++++ Data supplied ++++

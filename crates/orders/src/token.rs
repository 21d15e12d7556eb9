//! Token issuing: pickup tokens and payment-correlation ids.

use chrono::Utc;
use rand::Rng;

const PAYMENT_ID_PREFIX: &str = "PAY";
const PAYMENT_SUFFIX_CHARSET: &[u8] = b"ABCDEFGHIJKLMNOPQRSTUVWXYZ0123456789";
const PAYMENT_SUFFIX_LEN: usize = 4;

/// Issues order tokens and payment ids.
///
/// Order tokens are deliberately low-cardinality: they are spoken aloud at
/// the counter, so `000`–`999` is the whole space and two open orders may
/// transiently share one. The ledger resolves token lookups to the most
/// recent match; nothing in the engine enforces token uniqueness.
#[derive(Debug, Clone, Copy, Default)]
pub struct TokenIssuer;

impl TokenIssuer {
    pub fn new() -> Self {
        Self
    }

    /// A uniform random 3-digit pickup code.
    pub fn issue_order_token(&self) -> String {
        let n: u16 = rand::thread_rng().gen_range(0..1000);
        format!("{n:03}")
    }

    /// Payment-correlation id: fixed prefix, second-resolution time
    /// component, random alphanumeric suffix. Display/correlation only,
    /// never a primary key.
    pub fn issue_payment_id(&self) -> String {
        let ts = Utc::now().timestamp();
        let time_part = format!("{ts}");
        let time_part = &time_part[time_part.len().saturating_sub(6)..];

        let mut rng = rand::thread_rng();
        let suffix: String = (0..PAYMENT_SUFFIX_LEN)
            .map(|_| {
                let idx = rng.gen_range(0..PAYMENT_SUFFIX_CHARSET.len());
                PAYMENT_SUFFIX_CHARSET[idx] as char
            })
            .collect();

        format!("{PAYMENT_ID_PREFIX}{time_part}{suffix}")
    }
}

#[cfg(test)]
mod tests {
    use super::*;

    #[test]
    fn order_tokens_are_three_digits() {
        let issuer = TokenIssuer::new();
        for _ in 0..200 {
            let token = issuer.issue_order_token();
            assert_eq!(token.len(), 3);
            assert!(token.chars().all(|c| c.is_ascii_digit()));
        }
    }

    #[test]
    fn payment_ids_have_prefix_time_and_suffix() {
        let issuer = TokenIssuer::new();
        let id = issuer.issue_payment_id();
        assert!(id.starts_with(PAYMENT_ID_PREFIX));
        assert_eq!(id.len(), PAYMENT_ID_PREFIX.len() + 6 + PAYMENT_SUFFIX_LEN);
        let suffix = &id[id.len() - PAYMENT_SUFFIX_LEN..];
        assert!(suffix
            .bytes()
            .all(|b| PAYMENT_SUFFIX_CHARSET.contains(&b)));
    }

    #[test]
    fn payment_ids_rarely_collide() {
        let issuer = TokenIssuer::new();
        let ids: std::collections::HashSet<String> =
            (0..100).map(|_| issuer.issue_payment_id()).collect();
        // 36^4 suffixes within one second; 100 draws should not collapse.
        assert!(ids.len() > 90);
    }
}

++++

#### [Problem statement]
Find the line containing "let ts = Utc::now().timestamp();", then output it and every line after it to the end of the data, exactly.

#### [Answer area]
        let ts = Utc::now().timestamp();
        let time_part = format!("{ts}");
        let time_part = &time_part[time_part.len().saturating_sub(6)..];

        let mut rng = rand::thread_rng();
        let suffix: String = (0..PAYMENT_SUFFIX_LEN)
            .map(|_| {
                let idx = rng.gen_range(0..PAYMENT_SUFFIX_CHARSET.len());
                PAYMENT_SUFFIX_CHARSET[idx] as char
            })
            .collect();

        format!("{PAYMENT_ID_PREFIX}{time_part}{suffix}")
    }
}

#[cfg(test)]
mod tests {
    use super::*;

    #[test]
    fn order_tokens_are_three_digits() {
        let issuer = TokenIssuer::new();
        for _ in 0..200 {
            let token = issuer.issue_order_token();
            assert_eq!(token.len(), 3);
            assert!(token.chars().all(|c| c.is_ascii_digit()));
        }
    }

    #[test]
    fn payment_ids_have_prefix_time_and_suffix() {
        let issuer = TokenIssuer::new();
        let id = issuer.issue_payment_id();
        assert!(id.starts_with(PAYMENT_ID_PREFIX));
        assert_eq!(id.len(), PAYMENT_ID_PREFIX.len() + 6 + PAYMENT_SUFFIX_LEN);
        let suffix = &id[id.len() - PAYMENT_SUFFIX_LEN..];
        assert!(suffix
            .bytes()
            .all(|b| PAYMENT_SUFFIX_CHARSET.contains(&b)));
    }

    #[test]
    fn payment_ids_rarely_collide() {
        let issuer = TokenIssuer::new();
        let ids: std::collections::HashSet<String> =
            (0..100).map(|_| issuer.issue_payment_id()).collect();
        // 36^4 suffixes within one second; 100 draws should not collapse.
        assert!(ids.len() > 90);
    }
}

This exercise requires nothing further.